[[ Records to process, beginning ]]

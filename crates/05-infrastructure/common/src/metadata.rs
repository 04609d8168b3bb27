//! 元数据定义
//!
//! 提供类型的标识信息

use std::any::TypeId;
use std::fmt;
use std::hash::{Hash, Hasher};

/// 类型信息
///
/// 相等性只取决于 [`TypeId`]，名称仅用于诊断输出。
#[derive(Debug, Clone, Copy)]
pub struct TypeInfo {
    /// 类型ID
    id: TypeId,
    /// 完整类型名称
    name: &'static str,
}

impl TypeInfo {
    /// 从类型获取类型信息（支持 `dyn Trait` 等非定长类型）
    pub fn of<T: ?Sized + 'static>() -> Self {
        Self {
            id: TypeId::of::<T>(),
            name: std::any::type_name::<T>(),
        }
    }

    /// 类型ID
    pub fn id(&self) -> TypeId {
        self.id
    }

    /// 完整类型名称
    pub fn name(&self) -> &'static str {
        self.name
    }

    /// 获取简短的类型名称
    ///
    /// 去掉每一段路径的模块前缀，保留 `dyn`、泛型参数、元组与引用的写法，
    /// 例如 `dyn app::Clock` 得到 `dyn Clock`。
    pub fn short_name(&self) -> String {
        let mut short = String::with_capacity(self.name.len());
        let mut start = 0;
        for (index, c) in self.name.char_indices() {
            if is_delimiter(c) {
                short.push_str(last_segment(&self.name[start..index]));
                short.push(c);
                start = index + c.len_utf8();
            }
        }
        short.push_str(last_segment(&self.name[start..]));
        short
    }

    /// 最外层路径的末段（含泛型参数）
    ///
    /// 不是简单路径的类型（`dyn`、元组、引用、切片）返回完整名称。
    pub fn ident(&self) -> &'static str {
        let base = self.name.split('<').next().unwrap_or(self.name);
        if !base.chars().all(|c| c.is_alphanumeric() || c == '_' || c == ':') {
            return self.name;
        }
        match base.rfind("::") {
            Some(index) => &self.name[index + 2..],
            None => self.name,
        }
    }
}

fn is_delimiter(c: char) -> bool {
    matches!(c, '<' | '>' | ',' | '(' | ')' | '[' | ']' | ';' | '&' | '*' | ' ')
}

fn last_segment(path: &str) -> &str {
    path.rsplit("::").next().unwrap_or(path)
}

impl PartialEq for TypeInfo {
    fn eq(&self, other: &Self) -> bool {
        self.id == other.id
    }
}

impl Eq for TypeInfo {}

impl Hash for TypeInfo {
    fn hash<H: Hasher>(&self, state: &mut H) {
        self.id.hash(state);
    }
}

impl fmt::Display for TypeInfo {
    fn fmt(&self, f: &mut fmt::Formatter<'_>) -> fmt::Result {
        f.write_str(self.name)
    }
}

[[ Records to process, end ]]
[[ Records to process, beginning ]]

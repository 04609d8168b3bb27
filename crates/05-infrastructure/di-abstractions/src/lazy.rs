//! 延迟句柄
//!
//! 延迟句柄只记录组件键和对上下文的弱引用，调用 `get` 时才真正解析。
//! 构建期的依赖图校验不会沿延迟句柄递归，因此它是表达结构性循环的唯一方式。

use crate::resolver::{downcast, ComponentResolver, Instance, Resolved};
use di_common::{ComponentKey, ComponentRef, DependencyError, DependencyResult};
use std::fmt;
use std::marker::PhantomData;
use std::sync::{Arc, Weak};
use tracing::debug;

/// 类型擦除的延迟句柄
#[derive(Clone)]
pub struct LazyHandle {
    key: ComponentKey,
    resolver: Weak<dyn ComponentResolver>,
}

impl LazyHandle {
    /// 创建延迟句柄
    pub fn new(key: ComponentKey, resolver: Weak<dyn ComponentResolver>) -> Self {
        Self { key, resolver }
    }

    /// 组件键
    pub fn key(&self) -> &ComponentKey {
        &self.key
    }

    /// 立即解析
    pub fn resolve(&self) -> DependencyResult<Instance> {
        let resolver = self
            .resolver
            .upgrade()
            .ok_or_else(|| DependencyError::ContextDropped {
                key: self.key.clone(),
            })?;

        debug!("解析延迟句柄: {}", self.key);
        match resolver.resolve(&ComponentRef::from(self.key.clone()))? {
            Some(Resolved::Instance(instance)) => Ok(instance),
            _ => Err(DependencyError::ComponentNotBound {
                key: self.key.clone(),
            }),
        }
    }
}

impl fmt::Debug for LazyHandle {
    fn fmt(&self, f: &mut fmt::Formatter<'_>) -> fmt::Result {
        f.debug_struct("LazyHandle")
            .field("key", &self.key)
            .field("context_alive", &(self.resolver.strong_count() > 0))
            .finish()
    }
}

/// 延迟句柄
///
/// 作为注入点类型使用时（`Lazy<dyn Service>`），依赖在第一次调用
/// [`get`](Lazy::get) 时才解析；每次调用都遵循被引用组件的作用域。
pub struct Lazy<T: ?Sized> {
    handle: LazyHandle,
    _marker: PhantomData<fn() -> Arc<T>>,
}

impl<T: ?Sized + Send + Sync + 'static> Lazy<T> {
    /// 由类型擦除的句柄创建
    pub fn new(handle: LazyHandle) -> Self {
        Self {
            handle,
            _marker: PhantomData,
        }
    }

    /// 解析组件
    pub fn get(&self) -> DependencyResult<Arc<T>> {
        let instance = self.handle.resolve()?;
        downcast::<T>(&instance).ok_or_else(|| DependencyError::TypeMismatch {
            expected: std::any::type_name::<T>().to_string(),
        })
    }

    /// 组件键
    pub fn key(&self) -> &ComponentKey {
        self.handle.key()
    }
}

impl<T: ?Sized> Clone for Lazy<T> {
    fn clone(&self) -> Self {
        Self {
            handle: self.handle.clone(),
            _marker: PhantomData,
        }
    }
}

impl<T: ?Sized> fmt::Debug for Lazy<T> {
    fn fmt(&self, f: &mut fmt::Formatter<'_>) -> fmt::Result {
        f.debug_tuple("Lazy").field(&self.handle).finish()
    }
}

[[ Records to process, end ]]
[[ Records to process, beginning ]]

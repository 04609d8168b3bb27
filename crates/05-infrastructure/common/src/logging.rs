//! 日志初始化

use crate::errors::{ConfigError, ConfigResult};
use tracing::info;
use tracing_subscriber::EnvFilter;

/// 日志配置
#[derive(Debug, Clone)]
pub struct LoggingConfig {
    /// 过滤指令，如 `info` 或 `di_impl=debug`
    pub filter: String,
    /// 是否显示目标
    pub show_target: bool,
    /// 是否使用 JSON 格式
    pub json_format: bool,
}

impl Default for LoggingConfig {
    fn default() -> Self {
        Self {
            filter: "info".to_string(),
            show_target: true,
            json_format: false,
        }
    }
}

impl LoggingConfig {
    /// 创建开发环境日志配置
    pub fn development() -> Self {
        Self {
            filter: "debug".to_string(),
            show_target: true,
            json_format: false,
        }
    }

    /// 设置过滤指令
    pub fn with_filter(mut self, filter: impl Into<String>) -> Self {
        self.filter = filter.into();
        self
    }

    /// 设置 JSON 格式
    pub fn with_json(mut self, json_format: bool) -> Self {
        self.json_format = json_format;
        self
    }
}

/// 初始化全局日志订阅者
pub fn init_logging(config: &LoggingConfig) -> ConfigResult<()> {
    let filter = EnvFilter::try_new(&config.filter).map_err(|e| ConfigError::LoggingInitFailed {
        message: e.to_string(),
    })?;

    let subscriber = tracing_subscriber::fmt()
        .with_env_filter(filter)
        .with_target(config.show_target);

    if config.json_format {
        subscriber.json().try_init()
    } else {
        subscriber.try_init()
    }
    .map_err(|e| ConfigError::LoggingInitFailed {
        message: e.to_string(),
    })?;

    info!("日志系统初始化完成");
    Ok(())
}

[[ Records to process, end ]]

▶ What is being asked
If a line in the data above contains the string "derive", count it; then state only the total.

▶ Exercise output
3